> **EXERCISE**
Only the lines that include "MachineTimeline" should be copied from the data below.
-- -- --
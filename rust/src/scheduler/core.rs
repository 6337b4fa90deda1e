//! Greedy list scheduler over identical parallel machines.

use crate::backward_pass::Timings;
use crate::error::{CpmError, CpmResult};
use crate::forward_pass::EarliestTimes;
use crate::interner::TaskId;
use crate::logging::VERBOSITY_SILENT;
use crate::network::{Network, NetworkShape};
use crate::sorting::{sort_by_start, StartKey};
use crate::{log_decision, log_phase};

use super::machine::{Assignment, MachineTimeline};

/// Result of machine scheduling: one timeline per machine.
#[derive(Clone, Debug, PartialEq)]
pub struct Schedule {
    machines: Vec<MachineTimeline>,
    shape: NetworkShape,
}

impl Schedule {
    /// The network this schedule was built from.
    pub fn shape(&self) -> NetworkShape {
        self.shape
    }

    pub fn machine_count(&self) -> usize {
        self.machines.len()
    }

    pub fn machines(&self) -> &[MachineTimeline] {
        &self.machines
    }

    pub fn machine(&self, index: usize) -> Option<&MachineTimeline> {
        self.machines.get(index)
    }

    /// Latest end over all machines. Exceeds the CPM makespan when
    /// machines are the bottleneck.
    pub fn completion_time(&self) -> f64 {
        self.machines
            .iter()
            .map(MachineTimeline::free_at)
            .fold(0.0, f64::max)
    }

    /// Locate a task: (machine index, assignment).
    pub fn find(&self, task_id: &str) -> Option<(usize, &Assignment)> {
        self.machines.iter().enumerate().find_map(|(index, machine)| {
            machine
                .assignments()
                .iter()
                .find(|a| a.task_id == task_id)
                .map(|a| (index, a))
        })
    }

    /// Flag assignments of zero-slack tasks.
    ///
    /// `timings` must come from the backward pass over the network this
    /// schedule was built from.
    ///
    /// # Errors
    /// * `NetworkMismatch` if `timings` belongs to a different network
    /// * `UnknownTask` if an assigned task has no timing
    pub fn mark_critical(&mut self, timings: &Timings<'_>) -> CpmResult<()> {
        if timings.shape() != self.shape {
            return Err(CpmError::NetworkMismatch {
                expected: self.shape,
                found: timings.shape(),
            });
        }
        let missing = self
            .machines
            .iter()
            .flat_map(|machine| machine.assignments())
            .find(|a| timings.get(&a.task_id).is_none());
        if let Some(assignment) = missing {
            return Err(CpmError::UnknownTask(assignment.task_id.clone()));
        }
        for machine in &mut self.machines {
            machine.mark_critical(timings);
        }
        Ok(())
    }
}

/// Assigns tasks, in (earliest start, id) order, to the machine where they can
/// start soonest.
///
/// This is a list-scheduling heuristic: it ignores slack, does not revisit
/// earlier choices and does not delay successors when a task is pushed back by
/// machine availability.
#[derive(Clone, Debug)]
pub struct MachineScheduler {
    machines: usize,
    verbosity: u8,
}

impl MachineScheduler {
    /// # Errors
    /// * `InvalidMachineCount` if `machines` is 0
    pub fn new(machines: usize) -> CpmResult<Self> {
        if machines < 1 {
            return Err(CpmError::InvalidMachineCount(0));
        }
        Ok(Self {
            machines,
            verbosity: VERBOSITY_SILENT,
        })
    }

    pub fn with_verbosity(mut self, verbosity: u8) -> Self {
        self.verbosity = verbosity;
        self
    }

    pub fn machines(&self) -> usize {
        self.machines
    }

    /// Validate a signed machine count coming from an untyped caller.
    ///
    /// # Errors
    /// * `InvalidMachineCount` if `machines` is below 1
    pub fn machine_count(machines: i64) -> CpmResult<usize> {
        match usize::try_from(machines) {
            Ok(count) if count >= 1 => Ok(count),
            _ => Err(CpmError::InvalidMachineCount(machines)),
        }
    }

    /// Schedule every task of `network` using forward pass start times.
    ///
    /// # Errors
    /// * `NetworkMismatch` if `earliest` was computed on a different network
    pub fn schedule(
        &self,
        network: &Network<'_>,
        earliest: &EarliestTimes,
    ) -> CpmResult<Schedule> {
        network.ensure_shape(earliest.shape())?;

        let index = network.index();
        let mut order: Vec<TaskId> = (0..network.task_count() as TaskId).collect();
        sort_by_start(&mut order, |&task| StartKey {
            earliest_start: earliest.earliest_start(task),
            task_id: index.resolve(task).unwrap_or(""),
        });

        let mut timelines = vec![MachineTimeline::new(); self.machines];
        for task in order {
            let ready = earliest.earliest_start(task);
            let mut best = 0;
            let mut best_start = timelines[0].candidate_start(ready);
            for (machine, timeline) in timelines.iter().enumerate().skip(1) {
                let candidate = timeline.candidate_start(ready);
                if candidate < best_start {
                    best = machine;
                    best_start = candidate;
                }
            }

            let task_id = index.resolve(task).unwrap_or("");
            let placed = timelines[best].assign(task_id, best_start, network.duration(task));
            log_decision!(
                self.verbosity,
                "  Assign {} -> machine {} [{}, {}] (ready {})",
                task_id,
                best,
                placed.start,
                placed.end,
                ready
            );
        }

        let schedule = Schedule {
            machines: timelines,
            shape: network.shape(),
        };
        log_phase!(
            self.verbosity,
            "Scheduled {} tasks on {} machines, completion {}",
            network.task_count(),
            self.machines,
            schedule.completion_time()
        );
        Ok(schedule)
    }
}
-- -- --
> **OUTPUT OF THE TASK**
use super::machine::{Assignment, MachineTimeline};
    machines: Vec<MachineTimeline>,
    pub fn machines(&self) -> &[MachineTimeline] {
    pub fn machine(&self, index: usize) -> Option<&MachineTimeline> {
            .map(MachineTimeline::free_at)
        let mut timelines = vec![MachineTimeline::new(); self.machines];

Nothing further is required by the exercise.